[Task requirements]:
Set down each line from the start of the material exactly, please, up to and including the one that contains "whether to descend".

[Given information]:
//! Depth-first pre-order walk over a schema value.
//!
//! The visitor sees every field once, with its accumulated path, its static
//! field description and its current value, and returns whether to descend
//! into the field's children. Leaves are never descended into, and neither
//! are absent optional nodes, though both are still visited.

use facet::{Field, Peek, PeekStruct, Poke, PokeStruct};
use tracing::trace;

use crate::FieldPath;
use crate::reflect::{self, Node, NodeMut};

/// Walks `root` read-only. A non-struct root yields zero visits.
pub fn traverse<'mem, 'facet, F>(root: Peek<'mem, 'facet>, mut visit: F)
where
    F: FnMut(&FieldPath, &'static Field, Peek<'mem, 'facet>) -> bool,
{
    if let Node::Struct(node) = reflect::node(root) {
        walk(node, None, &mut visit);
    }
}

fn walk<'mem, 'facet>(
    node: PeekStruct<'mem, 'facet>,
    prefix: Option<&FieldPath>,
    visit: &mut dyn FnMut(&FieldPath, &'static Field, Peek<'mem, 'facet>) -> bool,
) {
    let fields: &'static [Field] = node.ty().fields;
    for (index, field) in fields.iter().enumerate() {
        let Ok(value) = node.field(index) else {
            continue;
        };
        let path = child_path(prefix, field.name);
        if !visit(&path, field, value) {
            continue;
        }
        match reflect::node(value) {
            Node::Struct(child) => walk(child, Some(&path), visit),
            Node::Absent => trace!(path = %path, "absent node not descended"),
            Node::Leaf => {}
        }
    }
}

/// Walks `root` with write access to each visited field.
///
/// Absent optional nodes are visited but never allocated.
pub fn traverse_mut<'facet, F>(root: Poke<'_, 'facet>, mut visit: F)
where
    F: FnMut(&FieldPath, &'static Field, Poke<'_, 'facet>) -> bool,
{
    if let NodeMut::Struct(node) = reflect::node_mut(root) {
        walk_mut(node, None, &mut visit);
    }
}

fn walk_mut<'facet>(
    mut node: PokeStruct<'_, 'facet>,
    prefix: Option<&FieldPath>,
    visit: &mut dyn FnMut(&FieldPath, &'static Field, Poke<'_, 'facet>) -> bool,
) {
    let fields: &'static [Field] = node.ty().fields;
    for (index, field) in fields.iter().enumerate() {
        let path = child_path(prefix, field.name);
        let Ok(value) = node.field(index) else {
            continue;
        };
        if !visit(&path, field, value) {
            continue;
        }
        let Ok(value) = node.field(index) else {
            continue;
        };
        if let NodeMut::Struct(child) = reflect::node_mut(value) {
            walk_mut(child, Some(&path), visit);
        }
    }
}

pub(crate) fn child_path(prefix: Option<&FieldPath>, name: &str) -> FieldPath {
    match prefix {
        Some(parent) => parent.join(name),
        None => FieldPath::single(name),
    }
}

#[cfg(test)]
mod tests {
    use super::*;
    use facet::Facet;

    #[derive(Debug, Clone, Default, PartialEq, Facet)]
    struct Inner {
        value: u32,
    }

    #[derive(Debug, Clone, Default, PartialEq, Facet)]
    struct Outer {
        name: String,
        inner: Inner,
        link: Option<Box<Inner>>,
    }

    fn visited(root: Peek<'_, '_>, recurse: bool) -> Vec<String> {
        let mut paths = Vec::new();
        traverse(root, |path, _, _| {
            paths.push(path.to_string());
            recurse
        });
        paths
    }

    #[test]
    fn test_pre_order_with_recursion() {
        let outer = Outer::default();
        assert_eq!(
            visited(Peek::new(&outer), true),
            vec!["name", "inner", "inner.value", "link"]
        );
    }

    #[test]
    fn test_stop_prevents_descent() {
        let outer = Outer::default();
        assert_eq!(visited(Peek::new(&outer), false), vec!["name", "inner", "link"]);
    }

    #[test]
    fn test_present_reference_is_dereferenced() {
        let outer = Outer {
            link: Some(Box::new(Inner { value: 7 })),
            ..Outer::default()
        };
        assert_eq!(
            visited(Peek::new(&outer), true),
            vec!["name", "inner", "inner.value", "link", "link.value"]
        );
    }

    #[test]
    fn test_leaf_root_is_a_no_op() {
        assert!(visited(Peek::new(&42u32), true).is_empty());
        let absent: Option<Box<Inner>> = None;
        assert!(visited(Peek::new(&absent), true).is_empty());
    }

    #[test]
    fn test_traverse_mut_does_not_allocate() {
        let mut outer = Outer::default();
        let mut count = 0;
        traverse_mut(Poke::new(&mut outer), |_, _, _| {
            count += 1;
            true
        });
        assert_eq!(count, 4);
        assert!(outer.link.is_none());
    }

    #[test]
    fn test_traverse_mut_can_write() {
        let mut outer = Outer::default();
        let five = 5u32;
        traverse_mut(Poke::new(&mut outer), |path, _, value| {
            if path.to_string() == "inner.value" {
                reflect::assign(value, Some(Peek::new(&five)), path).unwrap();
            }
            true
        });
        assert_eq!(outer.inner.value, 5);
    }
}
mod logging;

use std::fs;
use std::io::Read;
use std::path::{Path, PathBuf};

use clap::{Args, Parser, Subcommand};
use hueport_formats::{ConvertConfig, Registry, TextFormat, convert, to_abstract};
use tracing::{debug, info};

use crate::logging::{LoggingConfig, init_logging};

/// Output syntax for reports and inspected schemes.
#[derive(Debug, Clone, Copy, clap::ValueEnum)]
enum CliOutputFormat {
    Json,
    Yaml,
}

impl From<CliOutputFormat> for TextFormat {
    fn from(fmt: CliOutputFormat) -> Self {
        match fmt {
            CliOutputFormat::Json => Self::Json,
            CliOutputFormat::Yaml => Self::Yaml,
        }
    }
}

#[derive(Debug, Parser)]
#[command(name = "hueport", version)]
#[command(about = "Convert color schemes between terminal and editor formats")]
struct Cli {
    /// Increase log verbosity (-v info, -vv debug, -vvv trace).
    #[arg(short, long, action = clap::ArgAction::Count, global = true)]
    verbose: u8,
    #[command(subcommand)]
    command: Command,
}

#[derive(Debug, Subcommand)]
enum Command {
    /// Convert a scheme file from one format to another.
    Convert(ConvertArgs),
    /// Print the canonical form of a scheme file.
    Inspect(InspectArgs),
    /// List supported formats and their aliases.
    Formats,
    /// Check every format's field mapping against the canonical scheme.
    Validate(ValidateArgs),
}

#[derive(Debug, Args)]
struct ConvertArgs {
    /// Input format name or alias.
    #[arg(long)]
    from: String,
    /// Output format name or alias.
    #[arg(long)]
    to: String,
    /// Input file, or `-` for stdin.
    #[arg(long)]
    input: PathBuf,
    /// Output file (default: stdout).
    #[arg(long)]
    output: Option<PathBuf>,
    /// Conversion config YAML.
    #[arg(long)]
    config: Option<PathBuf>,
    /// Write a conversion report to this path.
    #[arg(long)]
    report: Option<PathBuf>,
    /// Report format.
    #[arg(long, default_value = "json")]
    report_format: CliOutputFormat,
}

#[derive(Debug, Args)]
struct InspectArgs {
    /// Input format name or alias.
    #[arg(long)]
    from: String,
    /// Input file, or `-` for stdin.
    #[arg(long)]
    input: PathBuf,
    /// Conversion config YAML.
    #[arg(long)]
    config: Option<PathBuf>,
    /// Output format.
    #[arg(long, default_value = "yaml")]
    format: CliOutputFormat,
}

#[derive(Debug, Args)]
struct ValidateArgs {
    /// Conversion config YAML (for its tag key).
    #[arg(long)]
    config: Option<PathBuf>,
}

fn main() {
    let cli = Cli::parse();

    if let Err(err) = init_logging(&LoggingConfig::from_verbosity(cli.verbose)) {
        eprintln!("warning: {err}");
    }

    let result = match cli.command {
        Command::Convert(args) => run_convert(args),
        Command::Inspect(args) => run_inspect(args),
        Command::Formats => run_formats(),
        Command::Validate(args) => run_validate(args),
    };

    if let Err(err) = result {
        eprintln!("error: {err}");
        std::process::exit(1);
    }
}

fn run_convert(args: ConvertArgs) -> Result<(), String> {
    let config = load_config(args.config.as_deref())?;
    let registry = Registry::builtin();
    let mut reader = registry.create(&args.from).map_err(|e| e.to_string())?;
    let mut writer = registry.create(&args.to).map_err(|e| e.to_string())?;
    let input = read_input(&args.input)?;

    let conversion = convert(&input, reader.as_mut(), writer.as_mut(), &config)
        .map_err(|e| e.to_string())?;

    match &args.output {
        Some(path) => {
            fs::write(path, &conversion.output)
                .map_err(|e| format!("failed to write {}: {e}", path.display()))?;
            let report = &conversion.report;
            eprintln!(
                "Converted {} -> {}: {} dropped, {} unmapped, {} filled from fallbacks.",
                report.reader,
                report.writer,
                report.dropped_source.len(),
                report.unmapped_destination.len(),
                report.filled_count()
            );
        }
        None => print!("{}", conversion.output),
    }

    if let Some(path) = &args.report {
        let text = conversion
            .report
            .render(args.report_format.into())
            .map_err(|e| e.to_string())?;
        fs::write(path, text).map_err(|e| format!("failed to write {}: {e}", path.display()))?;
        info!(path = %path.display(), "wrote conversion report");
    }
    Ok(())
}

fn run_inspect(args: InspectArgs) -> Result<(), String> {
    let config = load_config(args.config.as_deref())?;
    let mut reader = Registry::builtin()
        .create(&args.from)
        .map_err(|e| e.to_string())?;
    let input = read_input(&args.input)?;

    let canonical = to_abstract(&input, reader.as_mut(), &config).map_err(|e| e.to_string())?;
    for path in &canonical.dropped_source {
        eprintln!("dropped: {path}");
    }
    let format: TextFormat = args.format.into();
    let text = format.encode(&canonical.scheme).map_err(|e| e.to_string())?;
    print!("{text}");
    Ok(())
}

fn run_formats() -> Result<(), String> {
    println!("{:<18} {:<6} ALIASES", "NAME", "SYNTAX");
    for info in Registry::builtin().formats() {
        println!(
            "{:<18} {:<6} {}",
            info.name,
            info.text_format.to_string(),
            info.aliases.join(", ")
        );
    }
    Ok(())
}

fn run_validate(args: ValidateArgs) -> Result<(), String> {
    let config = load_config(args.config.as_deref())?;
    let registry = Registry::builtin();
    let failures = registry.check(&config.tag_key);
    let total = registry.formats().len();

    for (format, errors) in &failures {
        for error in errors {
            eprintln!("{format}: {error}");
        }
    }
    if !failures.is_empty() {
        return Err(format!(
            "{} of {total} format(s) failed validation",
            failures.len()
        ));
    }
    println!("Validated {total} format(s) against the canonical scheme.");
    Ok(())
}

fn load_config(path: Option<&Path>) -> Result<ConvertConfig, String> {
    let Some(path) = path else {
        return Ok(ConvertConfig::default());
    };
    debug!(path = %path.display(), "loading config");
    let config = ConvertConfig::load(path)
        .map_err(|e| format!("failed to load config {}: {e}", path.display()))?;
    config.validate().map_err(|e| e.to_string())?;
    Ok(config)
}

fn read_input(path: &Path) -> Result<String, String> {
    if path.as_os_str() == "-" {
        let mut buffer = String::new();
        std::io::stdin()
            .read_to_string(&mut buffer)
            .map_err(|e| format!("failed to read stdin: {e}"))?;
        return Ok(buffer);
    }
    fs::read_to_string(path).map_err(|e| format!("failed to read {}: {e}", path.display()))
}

[Answer to this task]:
//! Depth-first pre-order walk over a schema value.
//!
//! The visitor sees every field once, with its accumulated path, its static
//! field description and its current value, and returns whether to descend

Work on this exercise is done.